Carvajal was recently replaced by Colette Peters, the former director of Oregon’s state prisons, but the Senate Judiciary Committee plans on holding another hearing about the failures of the BOP during his tenure when Congress is back in session.
Until such an airing of the ways items land in inmate hands, the federal prison guards union is lobbying to make the number of contraband interdictions the basis for the Bureau of Prisons’ budget — without any irony. So they could bolster their own funding and salaries by bringing in more prohibited goods. An email to the union’s president, Shane Fausey, requesting comment on this position was not returned.

As Nieves' recent story shows, guards freely giving inmates what they’re not supposed to have — either items they brought in or on-site materials — isn’t without consequence. The number of non-COVID deaths in prisons and jails from 2020 to the present time is still being calculated; that data would reveal the human cost of staffer smuggling. Before the pandemic, deaths by drugs and alcohol increased 139 percent between 2016 and 2018 and not because of increased prison populations; the number of inmates barely budged while deaths shot up.

Smuggling problems will be solved only by oversight and there’s almost none of it, even though most everyone agrees it’s needed.
Last month, Families Against Mandatory Minimums, an organization dedicated to creating “a more fair and effective justice system that respects our American values of individual accountability and dignity while keeping our communities safe” released the first ever public poll on prison oversight. While the public may not be entirely sympathetic to what inmates experience, they believe that prisons are too loose. Eighty-two percent of survey respondents said we need independent oversight for prisons and jails.

The people polled by FAMM didn’t equivocate; 73 percent of them think “prisons should be inspected by professionals who are independent of the prison system they are inspecting,” 68 percent plainly reported that they don't “trust government agencies to investigate their own problems and honestly report on them,” and almost all of them think that there should be sufficient staffing, authority and access to provide the needed oversight.

Prison oversight shouldn’t be that hard to build if so much of the general public supports it. But an overarching overseer is hard to establish, mostly because such a bunker mentality grips the facilities. The inmates want to blame the guards and the guards want to see the inmates to face consequences. It doesn’t really matter why.

And that’s not oversight’s game. “The point of oversight is not to find out who did something wrong and hold them accountable, it's to prevent these problems," said FAMM’s president, Kevin Ring in an interview.

That mentality makes contraband smuggling an almost intractable problem since no one’s innocent in the contraband racket, no matter who does the smuggling. Recognizing employees as a source of dangerous contraband doesn’t absolve the incarcerated population. Staff bring in drugs and weapons because there’s a demand for it and inmates or their families are willing to pay; they’re not doing it for free.

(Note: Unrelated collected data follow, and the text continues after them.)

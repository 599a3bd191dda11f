//! Workflow routing against scripted collaborators.

use super::fakes::{
    build_graph, docs, score_json, Chain, FakeSearch, ScriptedLlm, GENERATION_MODEL, GRADER_MODEL,
};
use crate::graph::{GraphSettings, Node};
use crag_core::AppError;
use std::sync::atomic::Ordering;
use std::sync::Arc;

fn settings(recursion_limit: usize, concurrent_grading: bool) -> GraphSettings {
    GraphSettings {
        recursion_limit,
        concurrent_grading,
    }
}

#[tokio::test]
async fn test_all_relevant_generates_directly() {
    let llm = Arc::new(ScriptedLlm::approving());
    let search = Arc::new(FakeSearch::returning(&["unused"]));
    let graph = build_graph(
        llm.clone(),
        docs(&["LCEL is a declarative way to compose chains", "LCEL supports streaming"]),
        search.clone(),
        GraphSettings::default(),
    );

    let run = graph.run("what is lcel?").await.unwrap();

    assert_eq!(
        run.visited,
        vec![Node::Retrieve, Node::GradeDocuments, Node::Generate, Node::End]
    );
    assert!(!run.state.web_search);
    assert_eq!(run.state.documents.len(), 2);
    assert_eq!(run.state.generation.as_deref(), Some("generation 1"));
    assert_eq!(search.calls.load(Ordering::SeqCst), 0);
}

#[tokio::test]
async fn test_irrelevant_document_triggers_web_search() {
    let llm = Arc::new(ScriptedLlm::approving().rejecting("pancakes"));
    let search = Arc::new(FakeSearch::returning(&["LCEL snippet one", "LCEL snippet two"]));
    let graph = build_graph(
        llm,
        docs(&["LCEL composes runnables", "How to make pancakes"]),
        search.clone(),
        GraphSettings::default(),
    );

    let run = graph.run("what is lcel?").await.unwrap();

    assert_eq!(
        run.visited,
        vec![
            Node::Retrieve,
            Node::GradeDocuments,
            Node::WebSearch,
            Node::Generate,
            Node::End
        ]
    );
    assert!(run.state.web_search);
    assert!(run.used_web_search());

    let documents = &run.state.documents;
    assert_eq!(documents.len(), 2);
    assert_eq!(documents[0].page_content, "LCEL composes runnables");
    assert_eq!(documents[1].page_content, "LCEL snippet one\nLCEL snippet two");
    assert!(documents[1].metadata.is_empty());
    assert_eq!(search.calls.load(Ordering::SeqCst), 1);
}

#[tokio::test]
async fn test_no_documents_generates_without_web_search() {
    let llm = Arc::new(ScriptedLlm::approving());
    let search = Arc::new(FakeSearch::returning(&["unused"]));
    let graph = build_graph(llm, Vec::new(), search.clone(), GraphSettings::default());

    let state = graph.invoke("what is lcel?").await.unwrap();

    assert!(!state.web_search);
    assert!(state.documents.is_empty());
    assert!(state.generation.is_some());
    assert_eq!(search.calls.load(Ordering::SeqCst), 0);
}

#[tokio::test]
async fn test_ungrounded_generation_is_regenerated() {
    let llm = Arc::new(ScriptedLlm::approving().with_hallucination(&["no", "no"], "yes"));
    let search = Arc::new(FakeSearch::returning(&["unused"]));
    let graph = build_graph(
        llm.clone(),
        docs(&["LCEL composes runnables"]),
        search,
        GraphSettings::default(),
    );

    let run = graph.run("what is lcel?").await.unwrap();

    assert_eq!(
        run.visited,
        vec![
            Node::Retrieve,
            Node::GradeDocuments,
            Node::Generate,
            Node::Generate,
            Node::Generate,
            Node::End
        ]
    );
    assert_eq!(run.state.generation.as_deref(), Some("generation 3"));
    // Answer grading only happens once the generation is grounded
    assert_eq!(llm.calls(Chain::Answer).len(), 1);
}

#[tokio::test]
async fn test_unhelpful_generation_falls_back_to_web_search() {
    let llm = Arc::new(ScriptedLlm::approving().with_answer(&["no"], "yes"));
    let search = Arc::new(FakeSearch::returning(&["fresh web context"]));
    let graph = build_graph(
        llm,
        docs(&["LCEL composes runnables"]),
        search.clone(),
        GraphSettings::default(),
    );

    let run = graph.run("what is lcel?").await.unwrap();

    assert_eq!(
        run.visited,
        vec![
            Node::Retrieve,
            Node::GradeDocuments,
            Node::Generate,
            Node::WebSearch,
            Node::Generate,
            Node::End
        ]
    );
    // web_search reflects the grading pass, not the fallback
    assert!(!run.state.web_search);
    assert_eq!(run.state.documents.len(), 2);
    assert_eq!(run.state.documents[1].page_content, "fresh web context");
    assert_eq!(run.state.generation.as_deref(), Some("generation 2"));
}

#[tokio::test]
async fn test_recursion_limit_stops_endless_regeneration() {
    let llm = Arc::new(ScriptedLlm::approving().with_hallucination(&[], "no"));
    let search = Arc::new(FakeSearch::returning(&["unused"]));
    let graph = build_graph(
        llm.clone(),
        docs(&["LCEL composes runnables"]),
        search,
        settings(5, true),
    );

    let err = graph.invoke("what is lcel?").await.unwrap_err();

    assert!(matches!(err, AppError::Workflow(_)));
    assert!(err.to_string().contains("recursion limit of 5"));
    // Retrieve, GradeDocuments, then three generations
    assert_eq!(llm.calls(Chain::Generation).len(), 3);
}

#[tokio::test]
async fn test_zero_recursion_limit_is_unbounded() {
    let no_votes = vec!["no"; 30];
    let llm = Arc::new(ScriptedLlm::approving().with_hallucination(&no_votes, "yes"));
    let search = Arc::new(FakeSearch::returning(&["unused"]));
    let graph = build_graph(
        llm,
        docs(&["LCEL composes runnables"]),
        search,
        settings(0, true),
    );

    let run = graph.run("what is lcel?").await.unwrap();

    assert_eq!(run.visited.len(), 2 + 31 + 1);
    assert_eq!(run.state.generation.as_deref(), Some("generation 31"));
}

#[tokio::test]
async fn test_filtered_documents_match_with_and_without_concurrency() {
    let corpus = docs(&[
        "LCEL composes runnables",
        "Pancakes need flour",
        "LCEL supports batch and stream",
        "Pancakes need eggs",
    ]);

    let mut results = Vec::new();
    for concurrent in [true, false] {
        let llm = Arc::new(ScriptedLlm::approving().rejecting("Pancakes"));
        let search = Arc::new(FakeSearch::returning(&[]));
        let graph = build_graph(llm.clone(), corpus.clone(), search, settings(25, concurrent));

        let state = graph.invoke("what is lcel?").await.unwrap();
        assert_eq!(llm.calls(Chain::Relevance).len(), 4);
        results.push(state);
    }

    for state in &results {
        assert!(state.web_search);
        let contents: Vec<&str> = state
            .documents
            .iter()
            .map(|d| d.page_content.as_str())
            .collect();
        // Empty web results still add one blank document
        assert_eq!(
            contents,
            vec!["LCEL composes runnables", "LCEL supports batch and stream", ""]
        );
        assert!(state.documents[2].metadata.is_empty());
    }
    assert_eq!(results[0], results[1]);
}

#[tokio::test]
async fn test_unexpected_score_counts_as_irrelevant() {
    let llm = Arc::new(ScriptedLlm::approving().with_relevance(|_| score_json("maybe")));
    let search = Arc::new(FakeSearch::returning(&["web context"]));
    let graph = build_graph(
        llm,
        docs(&["LCEL composes runnables"]),
        search.clone(),
        GraphSettings::default(),
    );

    let state = graph.invoke("what is lcel?").await.unwrap();

    assert!(state.web_search);
    assert_eq!(state.documents.len(), 1);
    assert_eq!(state.documents[0].page_content, "web context");
    assert_eq!(search.calls.load(Ordering::SeqCst), 1);
}

#[tokio::test]
async fn test_malformed_grader_output_is_an_error() {
    let llm = Arc::new(ScriptedLlm::approving().with_relevance(|_| "Yes!".to_string()));
    let search = Arc::new(FakeSearch::returning(&["unused"]));
    let graph = build_graph(
        llm,
        docs(&["LCEL composes runnables"]),
        search,
        GraphSettings::default(),
    );

    let err = graph.invoke("what is lcel?").await.unwrap_err();
    assert!(matches!(err, AppError::Llm(_)));
}

#[tokio::test]
async fn test_search_failure_propagates() {
    let llm = Arc::new(ScriptedLlm::approving().rejecting("pancakes"));
    let search = Arc::new(FakeSearch::failing());
    let graph = build_graph(
        llm,
        docs(&["pancakes"]),
        search,
        GraphSettings::default(),
    );

    let err = graph.invoke("what is lcel?").await.unwrap_err();
    assert!(matches!(err, AppError::Search(_)));
}

#[tokio::test]
async fn test_graders_and_generator_use_their_models() {
    let llm = Arc::new(ScriptedLlm::approving());
    let search = Arc::new(FakeSearch::returning(&["unused"]));
    let graph = build_graph(
        llm.clone(),
        docs(&["LCEL composes runnables"]),
        search,
        GraphSettings::default(),
    );

    graph.invoke("what is lcel?").await.unwrap();

    assert_eq!(llm.calls(Chain::Generation), vec![GENERATION_MODEL]);
    for chain in [Chain::Relevance, Chain::Hallucination, Chain::Answer] {
        let models = llm.calls(chain);
        assert_eq!(models.len(), 1);
        assert!(models.iter().all(|m| m == GRADER_MODEL));
    }
}
//! Collection configuration and on-disk layout.

use crate::types::CollectionConfig;
use crag_core::{AppError, AppResult};
use std::fs;
use std::path::{Path, PathBuf};

/// Load collection configuration.
///
/// Loads from `.crag/index/<collection>/config.yaml` if it exists,
/// otherwise returns the default config named after the collection.
pub fn load_config(workspace: &Path, collection: &str) -> AppResult<CollectionConfig> {
    let config_path = get_config_path(workspace, collection);

    if !config_path.exists() {
        tracing::debug!(
            "Using default config for collection '{}' (no config file found)",
            collection
        );
        return Ok(CollectionConfig {
            name: collection.to_string(),
            ..Default::default()
        });
    }

    let content = fs::read_to_string(&config_path).map_err(|e| {
        AppError::Knowledge(format!("Failed to read config at {:?}: {}", config_path, e))
    })?;

    let mut config: CollectionConfig = serde_yaml::from_str(&content).map_err(|e| {
        AppError::Knowledge(format!("Failed to parse config at {:?}: {}", config_path, e))
    })?;
    config.name = collection.to_string();

    tracing::debug!("Loaded config for collection '{}'", collection);
    Ok(config)
}

/// Save collection configuration.
pub fn save_config(workspace: &Path, config: &CollectionConfig) -> AppResult<()> {
    let config_path = get_config_path(workspace, &config.name);

    if let Some(parent) = config_path.parent() {
        fs::create_dir_all(parent).map_err(|e| {
            AppError::Knowledge(format!("Failed to create collection directory: {}", e))
        })?;
    }

    let yaml = serde_yaml::to_string(config)
        .map_err(|e| AppError::Knowledge(format!("Failed to serialize config: {}", e)))?;

    fs::write(&config_path, yaml).map_err(|e| {
        AppError::Knowledge(format!("Failed to write config to {:?}: {}", config_path, e))
    })?;

    tracing::debug!("Saved config for collection '{}'", config.name);
    Ok(())
}

/// Directory holding a collection.
pub fn get_collection_dir(workspace: &Path, collection: &str) -> PathBuf {
    workspace.join(".crag").join("index").join(collection)
}

/// Path to a collection's config file.
pub fn get_config_path(workspace: &Path, collection: &str) -> PathBuf {
    get_collection_dir(workspace, collection).join("config.yaml")
}

/// Path to a collection's SQLite index.
pub fn get_index_path(workspace: &Path, collection: &str) -> PathBuf {
    get_collection_dir(workspace, collection).join("index.sqlite")
}
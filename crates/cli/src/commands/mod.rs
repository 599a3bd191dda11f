//! Command handlers for the C-RAG CLI.
//!
//! Each subcommand lives in its own module.

pub mod ask;
pub mod chat;
pub mod ingest;
pub mod prompts;
pub mod report;
pub mod stats;

pub use ask::AskCommand;
pub use chat::ChatCommand;
pub use ingest::{CleanCommand, IngestCommand};
pub use prompts::PromptsCommand;
pub use stats::StatsCommand;
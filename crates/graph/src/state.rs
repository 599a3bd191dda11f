//! Workflow state and partial updates.

use crag_knowledge::Document;
use serde::{Deserialize, Serialize};

/// Aggregate state of one workflow run.
#[derive(Debug, Clone, PartialEq, Serialize, Deserialize)]
pub struct GraphState {
    /// The user question; never changes during a run
    pub question: String,

    /// Context documents for generation
    pub documents: Vec<Document>,

    /// Latest answer; overwritten on regeneration
    pub generation: Option<String>,

    /// Set when the last grading pass rejected at least one document
    pub web_search: bool,
}

impl GraphState {
    /// Initial state holding only the question.
    pub fn new(question: impl Into<String>) -> Self {
        Self {
            question: question.into(),
            documents: Vec::new(),
            generation: None,
            web_search: false,
        }
    }

    /// Merge a node's partial update; unset fields keep their value.
    pub fn apply(self, update: StateUpdate) -> Self {
        Self {
            question: self.question,
            documents: update.documents.unwrap_or(self.documents),
            generation: update.generation.or(self.generation),
            web_search: update.web_search.unwrap_or(self.web_search),
        }
    }
}

/// Fields a node wants to change.
#[derive(Debug, Clone, Default, PartialEq)]
pub struct StateUpdate {
    pub documents: Option<Vec<Document>>,
    pub generation: Option<String>,
    pub web_search: Option<bool>,
}

impl StateUpdate {
    pub fn documents(mut self, documents: Vec<Document>) -> Self {
        self.documents = Some(documents);
        self
    }

    pub fn generation(mut self, generation: impl Into<String>) -> Self {
        self.generation = Some(generation.into());
        self
    }

    pub fn web_search(mut self, web_search: bool) -> Self {
        self.web_search = Some(web_search);
        self
    }
}
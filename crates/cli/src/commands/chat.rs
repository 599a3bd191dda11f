//! Chat command handler.
//!
//! Reads questions from stdin until `exit`, `quit` or end of input. A failed
//! turn is reported and the session continues.

use super::report;
use clap::Args;
use crag_core::{config::AppConfig, AppResult};
use crag_graph::CragGraph;
use std::io::Write;
use tokio::io::{AsyncBufReadExt, BufReader};

/// Interactive question loop over the workflow
#[derive(Args, Debug)]
pub struct ChatCommand {
    /// Include the visited workflow nodes in each answer
    #[arg(long)]
    pub trace: bool,
}

/// What to do with one line of input.
#[derive(Debug, PartialEq, Eq)]
enum Turn<'a> {
    Ask(&'a str),
    Skip,
    Exit,
}

fn classify(line: &str) -> Turn<'_> {
    let input = line.trim();
    if input.is_empty() {
        Turn::Skip
    } else if input.eq_ignore_ascii_case("exit") || input.eq_ignore_ascii_case("quit") {
        Turn::Exit
    } else {
        Turn::Ask(input)
    }
}

fn prompt() {
    print!("\nquestion> ");
    std::io::stdout().flush().ok();
}

impl ChatCommand {
    /// Execute the chat command.
    pub async fn execute(&self, config: &AppConfig) -> AppResult<()> {
        tracing::info!("Executing chat command");

        config.validate()?;
        let graph = CragGraph::from_config(config)?;

        println!("C-RAG chat. Type 'exit' or 'quit' to leave.");

        let mut lines = BufReader::new(tokio::io::stdin()).lines();
        let mut turns = 0usize;
        loop {
            prompt();
            let Some(line) = lines.next_line().await? else {
                println!();
                break;
            };

            let question = match classify(&line) {
                Turn::Ask(question) => question,
                Turn::Skip => continue,
                Turn::Exit => break,
            };

            turns += 1;
            match graph.run(question).await {
                Ok(run) => print!("{}", report::render(&run, self.trace)),
                Err(e) => {
                    tracing::error!("Turn {} failed: {}", turns, e);
                    println!("Error: {}", e);
                }
            }
        }

        tracing::debug!("Chat session ended after {} questions", turns);
        Ok(())
    }
}

#[cfg(test)]
mod tests {
    use super::*;

    #[test]
    fn test_classify() {
        assert_eq!(classify("  what is lcel?\n"), Turn::Ask("what is lcel?"));
        assert_eq!(classify("   "), Turn::Skip);
        assert_eq!(classify(""), Turn::Skip);
        assert_eq!(classify("exit"), Turn::Exit);
        assert_eq!(classify(" QUIT "), Turn::Exit);
        assert_eq!(classify("exit strategy"), Turn::Ask("exit strategy"));
    }
}
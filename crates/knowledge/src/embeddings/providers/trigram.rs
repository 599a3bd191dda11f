//! Offline embedding provider based on hashed character trigrams.

use crate::embeddings::provider::EmbeddingProvider;
use crag_core::AppResult;
use std::collections::HashMap;

const STOP_WORDS: &[&str] = &[
    "the", "is", "at", "which", "on", "a", "an", "as", "are", "was", "were", "for", "to", "of",
    "in", "and", "or", "but", "with", "by", "from", "this", "that", "be", "have", "has", "had",
    "it", "its", "their", "they", "them",
];

/// Deterministic trigram-hashing embedder.
///
/// Not semantically meaningful like a neural model, but texts sharing words
/// land close together, which is enough for local development and tests
/// without network access.
#[derive(Debug)]
pub struct TrigramProvider {
    dimensions: usize,
}

impl TrigramProvider {
    pub fn new(dimensions: usize) -> Self {
        Self {
            dimensions: dimensions.max(1),
        }
    }

    fn embed_text(&self, text: &str) -> Vec<f32> {
        let mut embedding = vec![0.0f32; self.dimensions];

        let lower = text.to_lowercase();
        let mut word_freq: HashMap<&str, u32> = HashMap::new();
        for word in lower
            .split(|c: char| !c.is_alphanumeric())
            .filter(|w| w.chars().count() > 2 && !STOP_WORDS.contains(w))
        {
            *word_freq.entry(word).or_insert(0) += 1;
        }

        for (word, freq) in &word_freq {
            let freq = *freq as f32;

            let chars: Vec<char> = word.chars().collect();
            for trigram in chars.windows(3) {
                let slot = self.slot(trigram.iter().map(|c| *c as u64), 37);
                embedding[slot] += freq.sqrt();
            }

            let slot = self.slot(word.bytes().map(u64::from), 31);
            embedding[slot] += freq;
        }

        let norm: f32 = embedding.iter().map(|x| x * x).sum::<f32>().sqrt();
        if norm > 0.0 {
            embedding.iter_mut().for_each(|v| *v /= norm);
        }

        embedding
    }

    fn slot(&self, values: impl Iterator<Item = u64>, multiplier: u64) -> usize {
        let hash = values.fold(0u64, |acc, v| acc.wrapping_mul(multiplier).wrapping_add(v));
        (hash % self.dimensions as u64) as usize
    }
}

#[async_trait::async_trait]
impl EmbeddingProvider for TrigramProvider {
    fn provider_name(&self) -> &str {
        "trigram"
    }

    fn model_name(&self) -> &str {
        "trigram-v1"
    }

    fn dimensions(&self) -> usize {
        self.dimensions
    }

    async fn embed_batch(&self, texts: &[String]) -> AppResult<Vec<Vec<f32>>> {
        Ok(texts.iter().map(|text| self.embed_text(text)).collect())
    }
}

#[cfg(test)]
mod tests {
    use super::*;

    fn cosine(a: &[f32], b: &[f32]) -> f32 {
        a.iter().zip(b).map(|(x, y)| x * y).sum()
    }

    #[tokio::test]
    async fn test_embeddings_are_unit_vectors() {
        let provider = TrigramProvider::new(384);
        let embeddings = provider
            .embed_batch(&["hello world".to_string(), "rust programming".to_string()])
            .await
            .unwrap();

        for embedding in &embeddings {
            assert_eq!(embedding.len(), 384);
            let norm: f32 = embedding.iter().map(|x| x * x).sum::<f32>().sqrt();
            assert!((norm - 1.0).abs() < 0.001);
        }
    }

    #[tokio::test]
    async fn test_deterministic() {
        let provider = TrigramProvider::new(384);
        let a = provider.embed("deterministic test").await.unwrap();
        let b = provider.embed("deterministic test").await.unwrap();
        assert_eq!(a, b);
    }

    #[tokio::test]
    async fn test_shared_words_score_higher() {
        let provider = TrigramProvider::new(384);
        let query = provider.embed("agent memory").await.unwrap();
        let related = provider
            .embed("Memory lets an agent recall past observations")
            .await
            .unwrap();
        let unrelated = provider
            .embed("Whisk flour and eggs to make pancakes")
            .await
            .unwrap();

        assert!(cosine(&query, &related) > cosine(&query, &unrelated));
    }

    #[tokio::test]
    async fn test_empty_text_is_zero_vector() {
        let provider = TrigramProvider::new(16);
        let embedding = provider.embed("").await.unwrap();
        assert!(embedding.iter().all(|&x| x == 0.0));
    }

    #[tokio::test]
    async fn test_utf8_safety() {
        let provider = TrigramProvider::new(64);
        let embedding = provider
            .embed("Gamedex é um aplicativo 🎮 brasileiro para gerenciar jogos!")
            .await
            .unwrap();
        assert_eq!(embedding.len(), 64);
    }
}
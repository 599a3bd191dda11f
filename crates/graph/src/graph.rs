//! The corrective RAG state machine.
//!
//! ```text
//! Retrieve -> GradeDocuments -+-> Generate -+-> End            (useful)
//!                             |      ^      +-> Generate       (not supported)
//!                             v      |      +-> WebSearch      (not useful)
//!                          WebSearch-+
//! ```

use crate::chains::{Chains, Grade};
use crate::search::{results_to_document, WebSearch};
use crate::state::{GraphState, StateUpdate};
use crag_core::config::WorkflowConfig;
use crag_core::{AppError, AppResult};
use crag_knowledge::{Document, Retriever};
use futures::future::join_all;
use serde::Serialize;
use std::fmt;
use std::sync::Arc;
use tracing::{info, instrument};

/// Workflow nodes.
#[derive(Debug, Clone, Copy, PartialEq, Eq, Serialize)]
#[serde(rename_all = "snake_case")]
pub enum Node {
    Retrieve,
    GradeDocuments,
    WebSearch,
    Generate,
    End,
}

impl Node {
    pub fn as_str(&self) -> &'static str {
        match self {
            Node::Retrieve => "retrieve",
            Node::GradeDocuments => "grade_documents",
            Node::WebSearch => "websearch",
            Node::Generate => "generate",
            Node::End => "end",
        }
    }
}

impl fmt::Display for Node {
    fn fmt(&self, f: &mut fmt::Formatter<'_>) -> fmt::Result {
        f.write_str(self.as_str())
    }
}

/// Outcome of grading a generation.
#[derive(Debug, Clone, Copy, PartialEq, Eq, Serialize)]
#[serde(rename_all = "snake_case")]
pub enum GenerationVerdict {
    /// Grounded and answers the question
    Useful,
    /// Grounded but does not answer the question
    NotUseful,
    /// Not grounded in the documents
    NotSupported,
}

impl GenerationVerdict {
    /// Node the workflow moves to after this verdict.
    pub fn next_node(self) -> Node {
        match self {
            GenerationVerdict::Useful => Node::End,
            GenerationVerdict::NotUseful => Node::WebSearch,
            GenerationVerdict::NotSupported => Node::Generate,
        }
    }
}

/// Route after document grading.
pub fn decide_to_generate(state: &GraphState) -> Node {
    info!("ASSESS GRADED DOCUMENTS");

    if state.web_search {
        info!("DECISION: NOT ALL DOCUMENTS ARE RELEVANT TO QUESTION, INCLUDE WEB SEARCH");
        Node::WebSearch
    } else {
        info!("DECISION: GENERATE");
        Node::Generate
    }
}

/// Runtime knobs for the controller.
#[derive(Debug, Clone, Copy, PartialEq, Eq)]
pub struct GraphSettings {
    /// Node executions allowed per run; 0 means unbounded
    pub recursion_limit: usize,
    pub concurrent_grading: bool,
}

impl Default for GraphSettings {
    fn default() -> Self {
        GraphSettings::from(&WorkflowConfig::default())
    }
}

impl From<&WorkflowConfig> for GraphSettings {
    fn from(config: &WorkflowConfig) -> Self {
        Self {
            recursion_limit: config.recursion_limit,
            concurrent_grading: config.concurrent_grading,
        }
    }
}

/// Final state of a run plus the nodes it passed through, ending with `End`.
#[derive(Debug, Clone, Serialize)]
pub struct GraphRun {
    pub state: GraphState,
    pub visited: Vec<Node>,
}

impl GraphRun {
    /// True if the run went through the web search node.
    pub fn used_web_search(&self) -> bool {
        self.visited.contains(&Node::WebSearch)
    }
}

/// Workflow controller.
pub struct CragGraph {
    retriever: Arc<dyn Retriever>,
    chains: Chains,
    search: Arc<dyn WebSearch>,
    settings: GraphSettings,
}

impl CragGraph {
    pub fn new(
        retriever: Arc<dyn Retriever>,
        chains: Chains,
        search: Arc<dyn WebSearch>,
        settings: GraphSettings,
    ) -> Self {
        Self {
            retriever,
            chains,
            search,
            settings,
        }
    }

    pub fn settings(&self) -> GraphSettings {
        self.settings
    }

    /// Run the workflow and return the final state.
    pub async fn invoke(&self, question: &str) -> AppResult<GraphState> {
        Ok(self.run(question).await?.state)
    }

    /// Run the workflow, recording every visited node.
    #[instrument(skip(self))]
    pub async fn run(&self, question: &str) -> AppResult<GraphRun> {
        let mut state = GraphState::new(question);
        let mut visited = Vec::new();
        let mut node = Node::Retrieve;

        while node != Node::End {
            let limit = self.settings.recursion_limit;
            if limit > 0 && visited.len() >= limit {
                return Err(AppError::Workflow(format!(
                    "recursion limit of {} reached without hitting END",
                    limit
                )));
            }
            visited.push(node);

            node = match node {
                Node::Retrieve => {
                    let update = self.retrieve(&state).await?;
                    state = state.apply(update);
                    Node::GradeDocuments
                }
                Node::GradeDocuments => {
                    let update = self.grade_documents(&state).await?;
                    state = state.apply(update);
                    decide_to_generate(&state)
                }
                Node::WebSearch => {
                    let update = self.web_search(&state).await?;
                    state = state.apply(update);
                    Node::Generate
                }
                Node::Generate => {
                    let update = self.generate(&state).await?;
                    state = state.apply(update);
                    self.grade_generation(&state).await?.next_node()
                }
                Node::End => Node::End,
            };
        }

        visited.push(Node::End);

        tracing::debug!(
            "Run finished after {} nodes: {}",
            visited.len(),
            visited
                .iter()
                .map(Node::as_str)
                .collect::<Vec<_>>()
                .join(" -> ")
        );

        Ok(GraphRun { state, visited })
    }

    async fn retrieve(&self, state: &GraphState) -> AppResult<StateUpdate> {
        info!("RETRIEVE");
        let documents = self.retriever.retrieve(&state.question).await?;
        Ok(StateUpdate::default().documents(documents))
    }

    /// Keep the relevant documents; flag web search if any were dropped.
    async fn grade_documents(&self, state: &GraphState) -> AppResult<StateUpdate> {
        info!("CHECK DOCUMENT RELEVANCE TO QUESTION");

        let grader = &self.chains.retrieval_grader;
        let grades: Vec<AppResult<Grade>> = if self.settings.concurrent_grading {
            join_all(
                state
                    .documents
                    .iter()
                    .map(|doc| grader.grade(&state.question, &doc.page_content)),
            )
            .await
        } else {
            let mut grades = Vec::with_capacity(state.documents.len());
            for doc in &state.documents {
                grades.push(grader.grade(&state.question, &doc.page_content).await);
            }
            grades
        };

        let mut relevant: Vec<Document> = Vec::new();
        let mut web_search = false;
        for (doc, grade) in state.documents.iter().zip(grades) {
            if grade?.is_yes() {
                info!("GRADE: DOCUMENT RELEVANT");
                relevant.push(doc.clone());
            } else {
                info!("GRADE: DOCUMENT NOT RELEVANT");
                web_search = true;
            }
        }

        Ok(StateUpdate::default()
            .documents(relevant)
            .web_search(web_search))
    }

    async fn web_search(&self, state: &GraphState) -> AppResult<StateUpdate> {
        info!("WEB SEARCH");

        let results = self.search.search(&state.question).await?;
        let mut documents = state.documents.clone();
        if results.is_empty() {
            tracing::warn!("Web search returned no results");
        }
        documents.push(results_to_document(&results));

        Ok(StateUpdate::default().documents(documents))
    }

    async fn generate(&self, state: &GraphState) -> AppResult<StateUpdate> {
        info!("GENERATE");
        let generation = self
            .chains
            .generator
            .generate(&state.question, &state.documents)
            .await?;
        Ok(StateUpdate::default().generation(generation))
    }

    async fn grade_generation(&self, state: &GraphState) -> AppResult<GenerationVerdict> {
        info!("CHECK HALLUCINATIONS");

        let generation = state.generation.as_deref().ok_or_else(|| {
            AppError::Workflow("generation graded before it was produced".to_string())
        })?;

        let grounded = self
            .chains
            .hallucination_grader
            .grade(&state.documents, generation)
            .await?;

        if !grounded.is_yes() {
            info!("DECISION: GENERATION IS NOT GROUNDED IN DOCUMENTS, RE-TRY");
            return Ok(GenerationVerdict::NotSupported);
        }

        info!("DECISION: GENERATION IS GROUNDED IN DOCUMENTS");
        info!("GRADE GENERATION vs QUESTION");

        let answers = self
            .chains
            .answer_grader
            .grade(&state.question, generation)
            .await?;

        if answers.is_yes() {
            info!("DECISION: GENERATION ADDRESSES QUESTION");
            Ok(GenerationVerdict::Useful)
        } else {
            info!("DECISION: GENERATION DOES NOT ADDRESS QUESTION");
            Ok(GenerationVerdict::NotUseful)
        }
    }
}

#[cfg(test)]
mod tests {
    use super::*;

    #[test]
    fn test_decide_to_generate() {
        let mut state = GraphState::new("q");
        assert_eq!(decide_to_generate(&state), Node::Generate);

        state.web_search = true;
        assert_eq!(decide_to_generate(&state), Node::WebSearch);
    }

    #[test]
    fn test_verdict_routing() {
        assert_eq!(GenerationVerdict::Useful.next_node(), Node::End);
        assert_eq!(GenerationVerdict::NotUseful.next_node(), Node::WebSearch);
        assert_eq!(GenerationVerdict::NotSupported.next_node(), Node::Generate);
    }

    #[test]
    fn test_default_settings() {
        let settings = GraphSettings::default();
        assert_eq!(settings.recursion_limit, 25);
        assert!(settings.concurrent_grading);
    }
}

Similarly, recognizing outsiders as purveyors of the prohibited doesn’t let prison employees off the hook, either. Contraband sneaks in when they’re not looking. And they’re always supposed to be looking. That’s why they’re paid to work there.

Indeed, looking is exactly what the two officers and a captain did while Michael Nieves lay exsanguinating. The cause of his death wasn’t so much their failure to act but their provision of the death instrument in the first place — and the fact that no one above them was watching to prevent that.

Chandra Bozelko did time in a maximum-security facility in Connecticut. While inside she became the first incarcerated person with a regular byline in a publication outside of the facility. Her “Prison Diaries" column ran in The New Haven Independent, and she later established a blog under the same name that earned several professional awards. Her columns now appear regularly in The National Memo.